Excerpted data:

----------

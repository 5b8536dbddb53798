//! Remote plans: ordered shell steps with per-step success checks.
//!
//! A plan runs its steps one after another over a [`CommandChannel`]. The
//! first step whose check fails stops the plan and every later step is
//! reported as skipped, so the report always names the step that broke.

use crate::errors::{ChannelError, PlanError};
use crate::remote::{CommandChannel, CommandResult, shell};
use crate::timing::{TimingPattern, TimingSummary};
use chrono::{DateTime, Utc};
use serde::{Deserialize, Serialize};
use std::collections::HashSet;
use tracing::{debug, info, warn};

/// How a step decides whether it succeeded.
#[derive(Debug, Clone, PartialEq, Eq, Default, Serialize, Deserialize)]
#[serde(rename_all = "snake_case")]
pub enum StepCheck {
    /// Exit status 0.
    #[default]
    ExitZero,
    /// Exit status 0 and stdout contains the text.
    StdoutContains(String),
    /// Always succeeds; the exit status is only recorded.
    AllowFailure,
}

impl StepCheck {
    fn passes(&self, result: &CommandResult) -> bool {
        match self {
            Self::ExitZero => result.success(),
            Self::StdoutContains(text) => result.success() && result.stdout.contains(text.as_str()),
            Self::AllowFailure => true,
        }
    }
}

/// One shell command to run on the device.
#[derive(Debug, Clone, PartialEq, Eq, Serialize, Deserialize)]
pub struct RemoteStep {
    pub name: String,
    pub command: String,
    /// Directory to `cd` into first; falls back to the plan's.
    pub workdir: Option<String>,
    /// Extra environment, in order. Values may reference `$VARS`.
    pub env: Vec<(String, String)>,
    pub check: StepCheck,
    /// Extract timing values from stdout into the report.
    pub capture_timing: bool,
}

impl RemoteStep {
    pub fn new(name: impl Into<String>, command: impl Into<String>) -> Self {
        Self {
            name: name.into(),
            command: command.into(),
            workdir: None,
            env: Vec::new(),
            check: StepCheck::ExitZero,
            capture_timing: false,
        }
    }

    pub fn workdir(mut self, dir: impl Into<String>) -> Self {
        self.workdir = Some(dir.into());
        self
    }

    pub fn env(mut self, key: impl Into<String>, value: impl Into<String>) -> Self {
        self.env.push((key.into(), value.into()));
        self
    }

    pub fn check(mut self, check: StepCheck) -> Self {
        self.check = check;
        self
    }

    pub fn expect_stdout(self, text: impl Into<String>) -> Self {
        self.check(StepCheck::StdoutContains(text.into()))
    }

    pub fn allow_failure(self) -> Self {
        self.check(StepCheck::AllowFailure)
    }

    pub fn capture_timing(mut self) -> Self {
        self.capture_timing = true;
        self
    }

    /// Render the full shell line, merging in plan-wide defaults.
    ///
    /// Step values win over plan values for both the working directory
    /// and any environment variable set in both places.
    pub fn render(&self, plan_workdir: Option<&str>, plan_env: &[(String, String)]) -> String {
        let workdir = self.workdir.as_deref().or(plan_workdir);
        let mut env: Vec<(String, String)> = plan_env
            .iter()
            .filter(|(k, _)| !self.env.iter().any(|(sk, _)| sk == k))
            .cloned()
            .collect();
        env.extend(self.env.iter().cloned());
        let rendered: Vec<(String, String)> = env
            .into_iter()
            .map(|(k, v)| {
                let v = shell::env_value_with_expansion(&v);
                (k, v)
            })
            .collect();
        shell::with_context(workdir, &rendered, &self.command)
    }
}

/// Status of a plan step.
#[derive(Debug, Clone, Copy, PartialEq, Eq, Serialize, Deserialize)]
#[serde(rename_all = "snake_case")]
pub enum StepStatus {
    Pending,
    Completed,
    Failed,
    /// Not run because an earlier step failed.
    Skipped,
}

/// What happened to one step.
#[derive(Debug, Clone, Serialize, Deserialize)]
pub struct StepReport {
    pub name: String,
    pub status: StepStatus,
    pub exit_code: Option<i32>,
    pub stdout: String,
    pub stderr: String,
    pub duration_ms: u64,
    pub started_at: Option<DateTime<Utc>>,
    /// Timings extracted from stdout, in milliseconds.
    #[serde(default, skip_serializing_if = "Vec::is_empty")]
    pub timings_ms: Vec<f64>,
}

impl StepReport {
    fn new(name: &str) -> Self {
        Self {
            name: name.to_string(),
            status: StepStatus::Pending,
            exit_code: None,
            stdout: String::new(),
            stderr: String::new(),
            duration_ms: 0,
            started_at: None,
            timings_ms: Vec::new(),
        }
    }

    fn record(&mut self, result: CommandResult, passed: bool) {
        self.status = if passed {
            StepStatus::Completed
        } else {
            StepStatus::Failed
        };
        self.exit_code = Some(result.exit_code);
        self.duration_ms = result.duration.as_millis() as u64;
        self.stdout = result.stdout;
        self.stderr = result.stderr;
    }
}

/// Outcome of [`RemotePlan::run`].
#[derive(Debug, Clone, Serialize, Deserialize)]
pub struct PlanReport {
    pub plan: String,
    pub steps: Vec<StepReport>,
    pub succeeded: bool,
}

impl PlanReport {
    /// The step that stopped the plan, if any.
    pub fn failed_step(&self) -> Option<&StepReport> {
        self.steps.iter().find(|s| s.status == StepStatus::Failed)
    }

    pub fn step(&self, name: &str) -> Option<&StepReport> {
        self.steps.iter().find(|s| s.name == name)
    }

    /// Summary over the timings of every step that captured any.
    pub fn timing_summary(&self) -> Option<TimingSummary> {
        let samples: Vec<f64> = self
            .steps
            .iter()
            .flat_map(|s| s.timings_ms.iter().copied())
            .collect();
        TimingSummary::from_samples(&samples)
    }
}

/// An ordered, validated list of remote steps.
#[derive(Debug, Clone)]
pub struct RemotePlan {
    name: String,
    workdir: Option<String>,
    env: Vec<(String, String)>,
    steps: Vec<RemoteStep>,
    timing: Option<TimingPattern>,
}

impl RemotePlan {
    pub fn builder(name: impl Into<String>) -> RemotePlanBuilder {
        RemotePlanBuilder {
            name: name.into(),
            workdir: None,
            env: Vec::new(),
            steps: Vec::new(),
            timing: None,
        }
    }

    pub fn name(&self) -> &str {
        &self.name
    }

    pub fn steps(&self) -> &[RemoteStep] {
        &self.steps
    }

    /// Shell line for each step, in order.
    pub fn rendered_commands(&self) -> Vec<String> {
        self.steps
            .iter()
            .map(|s| s.render(self.workdir.as_deref(), &self.env))
            .collect()
    }

    /// Run every step in order, stopping at the first failure.
    ///
    /// Returns `Err` only when the channel itself breaks.
    pub async fn run<C: CommandChannel>(&self, channel: &mut C) -> Result<PlanReport, PlanError> {
        let mut reports: Vec<StepReport> = self.steps.iter().map(|s| StepReport::new(&s.name)).collect();
        let mut succeeded = true;
        info!(plan = %self.name, steps = self.steps.len(), "running plan");

        for (step, report) in self.steps.iter().zip(reports.iter_mut()) {
            if !succeeded {
                report.status = StepStatus::Skipped;
                continue;
            }

            let command = step.render(self.workdir.as_deref(), &self.env);
            debug!(step = %step.name, %command, "running step");
            report.started_at = Some(Utc::now());
            let result = channel
                .execute(&command)
                .await
                .map_err(|source: ChannelError| PlanError::Channel {
                    step: step.name.clone(),
                    source,
                })?;

            let passed = step.check.passes(&result);
            if step.capture_timing {
                if let Some(pattern) = &self.timing {
                    report.timings_ms = pattern.extract_timings(&result.stdout);
                }
            }
            if passed && !result.success() {
                warn!(step = %step.name, exit = result.exit_code, "step failed, continuing");
            }
            report.record(result, passed);

            if passed {
                info!(step = %step.name, ms = report.duration_ms, "step completed");
            } else {
                warn!(
                    step = %step.name,
                    exit = ?report.exit_code,
                    stderr = %report.stderr.trim(),
                    "step failed"
                );
                succeeded = false;
            }
        }

        Ok(PlanReport {
            plan: self.name.clone(),
            steps: reports,
            succeeded,
        })
    }
}

/// Builder for [`RemotePlan`].
#[derive(Debug, Clone)]
pub struct RemotePlanBuilder {
    name: String,
    workdir: Option<String>,
    env: Vec<(String, String)>,
    steps: Vec<RemoteStep>,
    timing: Option<TimingPattern>,
}

impl RemotePlanBuilder {
    /// Working directory for steps that do not set their own.
    pub fn workdir(mut self, dir: impl Into<String>) -> Self {
        self.workdir = Some(dir.into());
        self
    }

    /// Environment variable applied to every step.
    pub fn env(mut self, key: impl Into<String>, value: impl Into<String>) -> Self {
        self.env.push((key.into(), value.into()));
        self
    }

    pub fn step(mut self, step: RemoteStep) -> Self {
        self.steps.push(step);
        self
    }

    pub fn steps(mut self, steps: impl IntoIterator<Item = RemoteStep>) -> Self {
        self.steps.extend(steps);
        self
    }

    /// Pattern used for steps flagged with `capture_timing`.
    pub fn timing_pattern(mut self, pattern: TimingPattern) -> Self {
        self.timing = Some(pattern);
        self
    }

    pub fn build(self) -> Result<RemotePlan, PlanError> {
        if self.steps.is_empty() {
            return Err(PlanError::Empty { plan: self.name });
        }

        let mut seen = HashSet::new();
        for step in &self.steps {
            if !seen.insert(step.name.as_str()) {
                return Err(PlanError::DuplicateStep {
                    plan: self.name.clone(),
                    name: step.name.clone(),
                });
            }
            let bad_name = step
                .env
                .iter()
                .chain(self.env.iter())
                .find(|(k, _)| !shell::is_valid_env_name(k));
            if let Some((name, _)) = bad_name {
                return Err(PlanError::InvalidEnvName {
                    step: step.name.clone(),
                    name: name.clone(),
                });
            }
        }

        Ok(RemotePlan {
            name: self.name,
            workdir: self.workdir,
            env: self.env,
            steps: self.steps,
            timing: self.timing,
        })
    }
}

#[cfg(test)]
mod tests {
    use super::*;
    use crate::mock::MockDevice;
    use crate::remote::{TransferChannel, no_progress};

    #[test]
    fn test_render_merges_plan_defaults() {
        let step = RemoteStep::new("run", "./bin/infer")
            .env("LD_LIBRARY_PATH", "/d/lib:$LD_LIBRARY_PATH")
            .env("MODE", "fast");
        let plan_env = vec![
            ("MODE".to_string(), "slow".to_string()),
            ("ADSP_LIBRARY_PATH".to_string(), "/d/dsp".to_string()),
        ];
        let rendered = step.render(Some("/d"), &plan_env);
        assert!(rendered.starts_with("cd /d && export ADSP_LIBRARY_PATH=/d/dsp && export LD_LIBRARY_PATH="));
        assert!(rendered.ends_with("&& export MODE=fast && ./bin/infer"));
        assert!(!rendered.contains("slow"));
    }

    #[test]
    fn test_compound_step_exports_env_for_every_command() {
        let step = RemoteStep::new("run", "echo build && printenv LD_LIBRARY_PATH")
            .env("LD_LIBRARY_PATH", "/d/lib");
        let rendered = step.render(None, &[]);
        assert_eq!(
            rendered,
            "export LD_LIBRARY_PATH=/d/lib && echo build && printenv LD_LIBRARY_PATH"
        );

        let output = std::process::Command::new("sh")
            .arg("-c")
            .arg(&rendered)
            .output()
            .unwrap();
        assert_eq!(String::from_utf8_lossy(&output.stdout), "build\n/d/lib\n");
    }

    #[test]
    fn test_step_workdir_wins() {
        let step = RemoteStep::new("build", "make").workdir("/d/build");
        assert_eq!(step.render(Some("/d"), &[]), "cd /d/build && make");
    }

    #[test]
    fn test_builder_validation() {
        assert!(matches!(
            RemotePlan::builder("empty").build(),
            Err(PlanError::Empty { .. })
        ));
        assert!(matches!(
            RemotePlan::builder("dup")
                .step(RemoteStep::new("a", "true"))
                .step(RemoteStep::new("a", "true"))
                .build(),
            Err(PlanError::DuplicateStep { .. })
        ));
        assert!(matches!(
            RemotePlan::builder("env")
                .step(RemoteStep::new("a", "true").env("BAD-NAME", "x"))
                .build(),
            Err(PlanError::InvalidEnvName { .. })
        ));
    }

    #[tokio::test]
    async fn test_stdout_contains_check() {
        let mut device = MockDevice::new();
        let plan = RemotePlan::builder("check")
            .step(RemoteStep::new("hello", "echo hello world").expect_stdout("world"))
            .step(RemoteStep::new("missing", "echo hello").expect_stdout("world"))
            .build()
            .unwrap();
        let report = plan.run(&mut device).await.unwrap();
        assert!(!report.succeeded);
        assert_eq!(report.steps[0].status, StepStatus::Completed);
        assert_eq!(report.failed_step().unwrap().name, "missing");
    }

    #[tokio::test]
    async fn test_transport_error_aborts_plan() {
        let mut device = MockDevice::new();
        device.close_after_uploads(0);
        let dir = tempfile::TempDir::new().unwrap();
        let local = dir.path().join("x");
        std::fs::write(&local, b"x").unwrap();
        let _ = device.upload(&local, "/x", &mut no_progress()).await;

        let plan = RemotePlan::builder("dead")
            .step(RemoteStep::new("a", "true"))
            .build()
            .unwrap();
        let err = plan.run(&mut device).await.unwrap_err();
        assert!(matches!(err, PlanError::Channel { ref step, .. } if step == "a"));
    }
}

----------

Directions for this task: Everything from the line with "pub struct PlanReport" through the line with "that captured any." should be written out exactly as it appears above, end lines included, and nothing outside that range.

Solution to this exercise:
pub struct PlanReport {
    pub plan: String,
    pub steps: Vec<StepReport>,
    pub succeeded: bool,
}

impl PlanReport {
    /// The step that stopped the plan, if any.
    pub fn failed_step(&self) -> Option<&StepReport> {
        self.steps.iter().find(|s| s.status == StepStatus::Failed)
    }

    pub fn step(&self, name: &str) -> Option<&StepReport> {
        self.steps.iter().find(|s| s.name == name)
    }

    /// Summary over the timings of every step that captured any.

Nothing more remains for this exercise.